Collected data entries
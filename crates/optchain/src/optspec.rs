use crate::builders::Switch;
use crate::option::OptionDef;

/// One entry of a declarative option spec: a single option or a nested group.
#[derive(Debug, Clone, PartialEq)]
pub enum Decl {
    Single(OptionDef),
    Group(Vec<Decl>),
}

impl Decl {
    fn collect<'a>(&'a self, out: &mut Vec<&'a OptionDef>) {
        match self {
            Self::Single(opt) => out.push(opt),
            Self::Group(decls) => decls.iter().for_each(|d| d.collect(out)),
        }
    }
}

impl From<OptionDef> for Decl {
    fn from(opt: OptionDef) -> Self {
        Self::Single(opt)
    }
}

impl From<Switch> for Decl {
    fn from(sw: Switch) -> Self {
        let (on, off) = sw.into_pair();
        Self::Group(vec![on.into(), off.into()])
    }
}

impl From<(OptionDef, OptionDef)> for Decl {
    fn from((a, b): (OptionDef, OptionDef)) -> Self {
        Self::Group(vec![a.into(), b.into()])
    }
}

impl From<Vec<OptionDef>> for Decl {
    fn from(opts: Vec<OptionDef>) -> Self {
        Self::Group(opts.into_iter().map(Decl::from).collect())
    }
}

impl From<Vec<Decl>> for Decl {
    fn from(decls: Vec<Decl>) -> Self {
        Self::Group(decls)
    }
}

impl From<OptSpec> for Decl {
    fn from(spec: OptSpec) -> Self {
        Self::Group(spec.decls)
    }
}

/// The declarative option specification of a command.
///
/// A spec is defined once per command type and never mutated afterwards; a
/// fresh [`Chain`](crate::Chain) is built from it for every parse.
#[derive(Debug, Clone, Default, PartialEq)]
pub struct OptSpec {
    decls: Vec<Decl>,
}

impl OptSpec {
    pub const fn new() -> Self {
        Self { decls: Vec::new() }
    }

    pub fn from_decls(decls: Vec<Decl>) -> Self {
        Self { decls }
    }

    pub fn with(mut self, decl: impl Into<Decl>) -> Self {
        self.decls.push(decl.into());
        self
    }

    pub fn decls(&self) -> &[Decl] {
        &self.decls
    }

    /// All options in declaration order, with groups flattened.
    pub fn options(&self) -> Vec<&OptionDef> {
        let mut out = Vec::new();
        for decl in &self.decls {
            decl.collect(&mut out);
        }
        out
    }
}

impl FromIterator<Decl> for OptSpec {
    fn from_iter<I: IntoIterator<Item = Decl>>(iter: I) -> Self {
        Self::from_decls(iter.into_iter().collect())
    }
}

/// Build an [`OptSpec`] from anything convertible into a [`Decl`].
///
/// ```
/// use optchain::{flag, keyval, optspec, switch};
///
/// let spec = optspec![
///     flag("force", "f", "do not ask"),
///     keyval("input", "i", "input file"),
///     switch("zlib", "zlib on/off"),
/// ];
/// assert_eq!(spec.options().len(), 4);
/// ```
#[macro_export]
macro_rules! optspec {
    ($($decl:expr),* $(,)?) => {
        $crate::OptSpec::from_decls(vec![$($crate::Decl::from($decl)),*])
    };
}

---

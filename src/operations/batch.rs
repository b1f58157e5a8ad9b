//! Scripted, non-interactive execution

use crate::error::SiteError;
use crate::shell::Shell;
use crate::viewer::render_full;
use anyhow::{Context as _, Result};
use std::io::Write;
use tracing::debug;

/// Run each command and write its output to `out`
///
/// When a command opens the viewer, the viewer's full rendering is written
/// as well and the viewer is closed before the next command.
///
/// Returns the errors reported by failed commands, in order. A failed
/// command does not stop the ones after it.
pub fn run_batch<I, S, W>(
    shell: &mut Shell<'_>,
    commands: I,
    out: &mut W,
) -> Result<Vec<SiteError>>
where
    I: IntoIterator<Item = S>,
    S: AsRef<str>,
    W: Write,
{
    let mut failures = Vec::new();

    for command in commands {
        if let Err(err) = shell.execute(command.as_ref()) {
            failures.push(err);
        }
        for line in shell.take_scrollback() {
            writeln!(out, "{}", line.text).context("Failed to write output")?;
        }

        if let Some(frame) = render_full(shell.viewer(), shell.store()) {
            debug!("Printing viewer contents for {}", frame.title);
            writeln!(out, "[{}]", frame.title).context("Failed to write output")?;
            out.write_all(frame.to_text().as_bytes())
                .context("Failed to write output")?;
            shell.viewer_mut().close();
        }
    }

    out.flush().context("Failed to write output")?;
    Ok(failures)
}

--

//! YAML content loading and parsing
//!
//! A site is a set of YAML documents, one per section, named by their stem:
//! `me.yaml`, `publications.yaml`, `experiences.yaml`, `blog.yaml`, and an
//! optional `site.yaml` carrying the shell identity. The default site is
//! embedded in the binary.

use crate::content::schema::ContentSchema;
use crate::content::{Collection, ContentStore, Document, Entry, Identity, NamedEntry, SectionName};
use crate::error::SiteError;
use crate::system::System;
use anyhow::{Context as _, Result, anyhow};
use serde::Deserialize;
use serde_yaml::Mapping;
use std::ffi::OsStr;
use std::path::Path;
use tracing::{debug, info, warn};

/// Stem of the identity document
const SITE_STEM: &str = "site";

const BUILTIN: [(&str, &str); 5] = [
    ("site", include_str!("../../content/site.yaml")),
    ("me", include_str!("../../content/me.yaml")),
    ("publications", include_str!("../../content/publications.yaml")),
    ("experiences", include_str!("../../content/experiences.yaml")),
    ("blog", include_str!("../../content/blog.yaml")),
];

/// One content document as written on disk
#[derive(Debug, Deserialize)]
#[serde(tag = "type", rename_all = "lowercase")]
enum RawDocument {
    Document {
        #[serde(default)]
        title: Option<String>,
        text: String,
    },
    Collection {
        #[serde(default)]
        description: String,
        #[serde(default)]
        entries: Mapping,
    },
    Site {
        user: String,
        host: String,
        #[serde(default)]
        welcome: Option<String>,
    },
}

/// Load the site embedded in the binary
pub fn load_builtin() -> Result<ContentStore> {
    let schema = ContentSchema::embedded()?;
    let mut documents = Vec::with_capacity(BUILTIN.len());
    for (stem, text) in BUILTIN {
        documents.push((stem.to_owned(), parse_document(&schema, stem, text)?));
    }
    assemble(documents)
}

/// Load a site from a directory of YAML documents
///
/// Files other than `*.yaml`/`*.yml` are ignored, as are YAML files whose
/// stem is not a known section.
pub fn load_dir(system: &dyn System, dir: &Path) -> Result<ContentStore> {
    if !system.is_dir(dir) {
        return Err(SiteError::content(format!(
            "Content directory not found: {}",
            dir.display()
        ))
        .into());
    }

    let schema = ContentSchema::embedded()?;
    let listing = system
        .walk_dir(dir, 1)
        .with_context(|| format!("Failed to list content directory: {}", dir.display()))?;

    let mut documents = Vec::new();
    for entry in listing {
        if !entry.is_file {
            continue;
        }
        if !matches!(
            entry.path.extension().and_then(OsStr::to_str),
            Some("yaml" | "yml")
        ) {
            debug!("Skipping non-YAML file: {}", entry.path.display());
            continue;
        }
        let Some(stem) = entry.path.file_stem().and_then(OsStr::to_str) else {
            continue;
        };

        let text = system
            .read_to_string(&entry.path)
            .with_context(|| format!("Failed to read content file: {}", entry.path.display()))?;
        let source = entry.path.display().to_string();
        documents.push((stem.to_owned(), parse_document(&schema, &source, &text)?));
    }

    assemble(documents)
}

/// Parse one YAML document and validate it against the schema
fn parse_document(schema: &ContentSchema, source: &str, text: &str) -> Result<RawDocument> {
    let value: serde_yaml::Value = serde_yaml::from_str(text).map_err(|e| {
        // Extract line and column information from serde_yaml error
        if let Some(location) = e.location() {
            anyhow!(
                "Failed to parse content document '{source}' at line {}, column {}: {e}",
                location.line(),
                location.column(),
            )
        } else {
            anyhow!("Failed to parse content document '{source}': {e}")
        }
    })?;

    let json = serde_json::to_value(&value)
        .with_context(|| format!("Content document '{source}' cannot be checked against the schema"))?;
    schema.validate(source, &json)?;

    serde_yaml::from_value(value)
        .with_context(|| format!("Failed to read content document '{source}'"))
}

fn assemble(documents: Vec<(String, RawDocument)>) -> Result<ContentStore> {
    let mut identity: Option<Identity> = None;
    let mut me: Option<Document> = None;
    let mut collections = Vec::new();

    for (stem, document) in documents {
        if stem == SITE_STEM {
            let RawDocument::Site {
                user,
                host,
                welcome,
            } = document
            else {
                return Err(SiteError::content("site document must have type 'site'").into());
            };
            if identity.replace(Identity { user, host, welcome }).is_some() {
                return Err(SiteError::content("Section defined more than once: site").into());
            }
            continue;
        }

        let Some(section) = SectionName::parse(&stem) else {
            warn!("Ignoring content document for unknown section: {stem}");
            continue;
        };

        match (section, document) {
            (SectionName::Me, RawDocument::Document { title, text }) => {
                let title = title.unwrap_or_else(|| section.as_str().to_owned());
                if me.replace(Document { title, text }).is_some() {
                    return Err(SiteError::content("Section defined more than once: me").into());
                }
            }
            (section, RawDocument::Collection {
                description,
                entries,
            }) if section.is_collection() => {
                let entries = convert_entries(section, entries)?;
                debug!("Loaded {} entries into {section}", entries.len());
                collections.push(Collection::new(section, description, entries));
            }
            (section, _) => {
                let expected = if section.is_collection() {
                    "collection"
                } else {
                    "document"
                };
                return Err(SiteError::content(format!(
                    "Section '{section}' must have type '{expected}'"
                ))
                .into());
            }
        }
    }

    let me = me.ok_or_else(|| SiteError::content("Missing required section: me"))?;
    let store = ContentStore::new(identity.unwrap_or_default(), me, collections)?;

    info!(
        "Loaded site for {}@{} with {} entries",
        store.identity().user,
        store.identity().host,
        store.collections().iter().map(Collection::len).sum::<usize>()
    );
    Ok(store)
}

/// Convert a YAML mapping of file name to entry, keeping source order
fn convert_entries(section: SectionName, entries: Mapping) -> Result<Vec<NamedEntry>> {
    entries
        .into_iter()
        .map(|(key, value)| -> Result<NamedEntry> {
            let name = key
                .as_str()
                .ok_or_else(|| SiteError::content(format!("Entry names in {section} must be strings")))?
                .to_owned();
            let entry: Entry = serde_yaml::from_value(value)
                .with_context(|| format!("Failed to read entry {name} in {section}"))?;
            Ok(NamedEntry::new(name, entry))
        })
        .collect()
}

AIM OF THE TASK: Please give an exact copy of the entries above, from the line with "value)| -> Result<NamedEntry>" down to the line with "let entry: Entry", inclusive, and nothing else.

RESPONSE:
        .map(|(key, value)| -> Result<NamedEntry> {
            let name = key
                .as_str()
                .ok_or_else(|| SiteError::content(format!("Entry names in {section} must be strings")))?
                .to_owned();
            let entry: Entry = serde_yaml::from_value(value)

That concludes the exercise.